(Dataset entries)
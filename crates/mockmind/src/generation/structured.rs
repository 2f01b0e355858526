//! LLM gateway: retry, JSON recovery and typed calls
//!
//! Wraps an [`LlmProvider`] with the failure policy shared by every backend:
//! - unreachable provider or timeout: fail immediately
//! - rate limited: back off (scaled by attempt number) and retry
//! - output that is not recoverable JSON: retry within `max_attempts`, then fail

use serde::de::DeserializeOwned;
use serde_json::Value;
use std::sync::Arc;
use std::time::Duration;
use tokio::time::sleep;

use crate::config::LlmConfig;
use crate::error::{Error, Result};
use crate::providers::{ConnectionStatus, GenerateOptions, LlmProvider};
use crate::types::{Evaluation, GeneratedQuestion, ReportDraft};
use crate::validation::{self, Schema, EVALUATION_PAYLOAD, QUESTION_PAYLOAD, REPORT_PAYLOAD};

use super::json::extract_json;
use super::prompt::{EvaluationInput, PromptBuilder, ReportInput};

/// Sampling temperature for question generation
pub const QUESTION_TEMPERATURE: f32 = 0.8;
/// Sampling temperature for answer evaluation
pub const EVALUATION_TEMPERATURE: f32 = 0.6;
/// Sampling temperature for report generation
pub const REPORT_TEMPERATURE: f32 = 0.7;

/// Parsed JSON object plus the raw completion text it came from
#[derive(Debug, Clone)]
pub struct Generation {
    pub data: Value,
    pub raw: String,
}

/// Retry budget for a gateway
#[derive(Debug, Clone, Copy)]
pub struct RetryPolicy {
    /// Total attempts for output that cannot be parsed
    pub max_attempts: u32,
    /// Additional attempts allowed after rate limiting
    pub rate_limit_retries: u32,
    /// Base rate-limit backoff, multiplied by the retry number
    pub rate_limit_backoff: Duration,
}

impl Default for RetryPolicy {
    fn default() -> Self {
        Self::from(&LlmConfig::default())
    }
}

impl From<&LlmConfig> for RetryPolicy {
    fn from(config: &LlmConfig) -> Self {
        Self {
            max_attempts: config.max_attempts.max(1),
            rate_limit_retries: config.rate_limit_retries,
            rate_limit_backoff: config.rate_limit_backoff(1),
        }
    }
}

/// Boundary to the text-generation provider
#[derive(Clone)]
pub struct LlmGateway {
    provider: Arc<dyn LlmProvider>,
    retry: RetryPolicy,
}

impl LlmGateway {
    pub fn new(provider: Arc<dyn LlmProvider>, retry: RetryPolicy) -> Self {
        Self { provider, retry }
    }

    pub fn provider(&self) -> &Arc<dyn LlmProvider> {
        &self.provider
    }

    /// Probe the provider; never fails
    pub async fn test_connection(&self) -> ConnectionStatus {
        self.provider.test_connection().await
    }

    /// Send a prompt and recover a JSON object from the completion
    pub async fn generate(&self, prompt: &str, options: &GenerateOptions) -> Result<Generation> {
        let max_attempts = self.retry.max_attempts;
        let mut attempt = 1;
        let mut rate_limited = 0;

        loop {
            tracing::info!(
                "Sending prompt to {} ({}), attempt {}/{}",
                self.provider.name(),
                self.provider.model(),
                attempt,
                max_attempts
            );

            let outcome = match self.provider.complete(prompt, options).await {
                Ok(raw) => extract_json(&raw).map(|data| Generation { data, raw }),
                Err(e) => Err(e),
            };

            match outcome {
                Ok(generation) => return Ok(generation),
                Err(Error::RateLimited(msg)) if rate_limited < self.retry.rate_limit_retries => {
                    rate_limited += 1;
                    let delay = self.retry.rate_limit_backoff * rate_limited;
                    tracing::warn!(
                        "{} rate limited ({}), retry {}/{} in {:?}",
                        self.provider.name(),
                        msg,
                        rate_limited,
                        self.retry.rate_limit_retries,
                        delay
                    );
                    sleep(delay).await;
                }
                Err(Error::InvalidResponse(msg)) if attempt < max_attempts => {
                    tracing::warn!(
                        "Unusable output from {} (attempt {}/{}): {}",
                        self.provider.name(),
                        attempt,
                        max_attempts,
                        msg
                    );
                    attempt += 1;
                }
                Err(e) => {
                    tracing::error!("{} generation failed: {}", self.provider.name(), e);
                    return Err(e);
                }
            }
        }
    }

    /// Generate and validate a question payload
    pub async fn generate_question(&self, prompt: &str) -> Result<GeneratedQuestion> {
        let generation = self
            .generate(prompt, &GenerateOptions::with_temperature(QUESTION_TEMPERATURE))
            .await?;

        let mut data = generation.data;
        check_shape(&QUESTION_PAYLOAD, &data, "question")?;
        normalize_number(&mut data, "difficulty", 1.0, 5.0);
        decode(data, "question")
    }

    /// Evaluate an answer; the score is clamped into 0..=100
    pub async fn evaluate_answer(&self, input: &EvaluationInput<'_>) -> Result<Evaluation> {
        let prompt = PromptBuilder::evaluate_answer(input);
        let generation = self
            .generate(&prompt, &GenerateOptions::with_temperature(EVALUATION_TEMPERATURE))
            .await?;

        let mut data = generation.data;
        check_shape(&EVALUATION_PAYLOAD, &data, "evaluation")?;
        normalize_number(&mut data, "score", 0.0, 100.0);
        decode(data, "evaluation")
    }

    /// Generate the final report draft (without Q&A pairs)
    pub async fn generate_report(&self, input: &ReportInput<'_>) -> Result<ReportDraft> {
        let prompt = PromptBuilder::report(input);
        let generation = self
            .generate(&prompt, &GenerateOptions::with_temperature(REPORT_TEMPERATURE))
            .await?;

        let mut data = generation.data;
        check_shape(&REPORT_PAYLOAD, &data, "report")?;
        normalize_number(&mut data, "overallScore", 0.0, 100.0);
        if let Some(categories) = data.get_mut("categoryScores") {
            for key in ["technical", "communication", "problemSolving"] {
                normalize_number(categories, key, 0.0, 100.0);
            }
        }
        decode(data, "report")
    }
}

fn check_shape(schema: &Schema, data: &Value, what: &str) -> Result<()> {
    schema.validate(data).map_err(|details| {
        Error::invalid_response(format!(
            "Invalid {} format from LLM: {}",
            what,
            validation::summarize(&details)
        ))
    })
}

/// Round a numeric field and clamp it into `[min, max]`
fn normalize_number(data: &mut Value, key: &str, min: f64, max: f64) {
    if let Some(slot) = data.get_mut(key) {
        if let Some(n) = slot.as_f64() {
            *slot = Value::from(n.round().clamp(min, max) as u64);
        }
    }
}

fn decode<T: DeserializeOwned>(data: Value, what: &str) -> Result<T> {
    serde_json::from_value(data)
        .map_err(|e| Error::invalid_response(format!("Invalid {} format from LLM: {}", what, e)))
}

#[cfg(test)]
mod tests {
    use super::*;
    use async_trait::async_trait;
    use parking_lot::Mutex;
    use std::collections::VecDeque;

    /// Replays a fixed sequence of completion results
    struct Scripted {
        replies: Mutex<VecDeque<Result<String>>>,
        calls: Mutex<Vec<f32>>,
    }

    impl Scripted {
        fn new(replies: Vec<Result<String>>) -> Arc<Self> {
            Arc::new(Self {
                replies: Mutex::new(replies.into()),
                calls: Mutex::new(Vec::new()),
            })
        }

        fn call_count(&self) -> usize {
            self.calls.lock().len()
        }
    }

    #[async_trait]
    impl LlmProvider for Scripted {
        async fn complete(&self, _prompt: &str, options: &GenerateOptions) -> Result<String> {
            self.calls.lock().push(options.temperature);
            self.replies
                .lock()
                .pop_front()
                .unwrap_or_else(|| Err(Error::llm("script exhausted")))
        }

        async fn test_connection(&self) -> ConnectionStatus {
            ConnectionStatus::connected("scripted", true)
        }

        fn name(&self) -> &str {
            "scripted"
        }

        fn model(&self) -> &str {
            "scripted"
        }
    }

    fn gateway(provider: Arc<Scripted>) -> LlmGateway {
        LlmGateway::new(
            provider,
            RetryPolicy {
                max_attempts: 2,
                rate_limit_retries: 2,
                rate_limit_backoff: Duration::from_millis(1),
            },
        )
    }

    fn eval_input() -> EvaluationInput<'static> {
        EvaluationInput {
            question: "What is REST?",
            answer: "I don't know",
            expected_key_points: &[],
            role: "Backend Developer",
        }
    }

    #[tokio::test]
    async fn test_parse_failure_retried_once() {
        let provider = Scripted::new(vec![
            Ok("not json at all".to_string()),
            Ok(r#"{"question": "Why?", "type": "technical", "difficulty": 2}"#.to_string()),
        ]);
        let question = gateway(provider.clone())
            .generate_question("prompt")
            .await
            .unwrap();

        assert_eq!(question.question, "Why?");
        assert_eq!(provider.call_count(), 2);
        assert_eq!(provider.calls.lock()[0], QUESTION_TEMPERATURE);
    }

    #[tokio::test]
    async fn test_parse_failure_exhausts_budget() {
        let provider = Scripted::new(vec![Ok("nope".into()), Ok("still nope".into())]);
        let err = gateway(provider.clone())
            .generate("prompt", &GenerateOptions::default())
            .await
            .unwrap_err();

        assert!(matches!(err, Error::InvalidResponse(_)));
        assert_eq!(provider.call_count(), 2);
    }

    #[tokio::test]
    async fn test_unreachable_is_not_retried() {
        let provider = Scripted::new(vec![
            Err(Error::ProviderUnreachable("refused".into())),
            Ok("{}".into()),
        ]);
        let err = gateway(provider.clone())
            .generate("prompt", &GenerateOptions::default())
            .await
            .unwrap_err();

        assert!(matches!(err, Error::ProviderUnreachable(_)));
        assert_eq!(provider.call_count(), 1);
    }

    #[tokio::test]
    async fn test_timeout_is_not_retried() {
        let provider = Scripted::new(vec![Err(Error::ProviderTimeout("slow".into()))]);
        let err = gateway(provider.clone())
            .generate("prompt", &GenerateOptions::default())
            .await
            .unwrap_err();
        assert!(matches!(err, Error::ProviderTimeout(_)));
        assert_eq!(provider.call_count(), 1);
    }

    #[tokio::test]
    async fn test_rate_limit_backs_off_then_succeeds() {
        let provider = Scripted::new(vec![
            Err(Error::RateLimited("429".into())),
            Err(Error::RateLimited("429".into())),
            Ok(r#"{"ok": true}"#.into()),
        ]);
        let generation = gateway(provider.clone())
            .generate("prompt", &GenerateOptions::default())
            .await
            .unwrap();

        assert_eq!(generation.data["ok"], true);
        assert_eq!(generation.raw, r#"{"ok": true}"#);
        assert_eq!(provider.call_count(), 3);
    }

    #[tokio::test]
    async fn test_rate_limit_budget_exhausted() {
        let provider = Scripted::new(vec![
            Err(Error::RateLimited("429".into())),
            Err(Error::RateLimited("429".into())),
            Err(Error::RateLimited("429".into())),
        ]);
        let err = gateway(provider.clone())
            .generate("prompt", &GenerateOptions::default())
            .await
            .unwrap_err();
        assert!(matches!(err, Error::RateLimited(_)));
        assert_eq!(provider.call_count(), 3);
    }

    #[tokio::test]
    async fn test_score_clamped() {
        let provider = Scripted::new(vec![
            Ok(r#"{"score": 140, "feedback": "Great"}"#.into()),
            Ok(r#"{"score": -12.4, "feedback": "Off topic"}"#.into()),
        ]);
        let gateway = gateway(provider.clone());

        let high = gateway.evaluate_answer(&eval_input()).await.unwrap();
        assert_eq!(high.score, 100);
        assert!(high.strengths.is_empty());

        let low = gateway.evaluate_answer(&eval_input()).await.unwrap();
        assert_eq!(low.score, 0);
        assert_eq!(provider.calls.lock()[0], EVALUATION_TEMPERATURE);
    }

    #[tokio::test]
    async fn test_question_missing_fields_is_fatal() {
        let provider = Scripted::new(vec![Ok(r#"{"question": "Why?"}"#.into())]);
        let err = gateway(provider.clone())
            .generate_question("prompt")
            .await
            .unwrap_err();

        assert!(err.to_string().contains("Invalid question format from LLM"));
        assert_eq!(provider.call_count(), 1);
    }

    #[tokio::test]
    async fn test_difficulty_rounded_into_range() {
        let provider = Scripted::new(vec![Ok(
            r#"{"question": "Why?", "type": "technical", "difficulty": 7.6}"#.into(),
        )]);
        let question = gateway(provider).generate_question("prompt").await.unwrap();
        assert_eq!(question.difficulty, 5);
    }

    #[tokio::test]
    async fn test_null_lists_treated_as_absent() {
        let provider = Scripted::new(vec![
            Ok(r#"{"score": 40, "feedback": "Vague", "strengths": null, "improvements": ["x"], "keyPointsCovered": null}"#.into()),
            Ok(r#"{"question": "Why?", "type": "technical", "difficulty": 2, "expectedKeyPoints": null}"#.into()),
            Ok(r#"{"overallScore": 55, "summary": "Uneven.", "categoryScores": null, "strengths": null, "recommendations": ["practice"]}"#.into()),
        ]);
        let gateway = gateway(provider.clone());

        let evaluation = gateway.evaluate_answer(&eval_input()).await.unwrap();
        assert_eq!(evaluation.score, 40);
        assert!(evaluation.strengths.is_empty());
        assert!(evaluation.key_points_covered.is_empty());
        assert_eq!(evaluation.improvements, vec!["x".to_string()]);

        let question = gateway.generate_question("prompt").await.unwrap();
        assert!(question.expected_key_points.is_empty());

        let draft = gateway
            .generate_report(&ReportInput {
                role: "Designer",
                level: crate::types::Level::Junior,
                qa_pairs: &[],
                duration_secs: 0,
            })
            .await
            .unwrap();
        assert_eq!(draft.category_scores, crate::types::CategoryScores::default());
        assert!(draft.strengths.is_empty());
        assert_eq!(draft.recommendations.len(), 1);
        assert_eq!(provider.call_count(), 3);
    }

    #[tokio::test]
    async fn test_report_requires_summary() {
        let provider = Scripted::new(vec![Ok(r#"{"overallScore": 70, "summary": ""}"#.into())]);
        let err = gateway(provider)
            .generate_report(&ReportInput {
                role: "Designer",
                level: crate::types::Level::Junior,
                qa_pairs: &[],
                duration_secs: 0,
            })
            .await
            .unwrap_err();
        assert!(matches!(err, Error::InvalidResponse(_)));
    }
}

◆ What is being asked: Find and copy each line above holding "validation".

◆ Solution for this task:
use crate::validation::{self, Schema, EVALUATION_PAYLOAD, QUESTION_PAYLOAD, REPORT_PAYLOAD};
            validation::summarize(&details)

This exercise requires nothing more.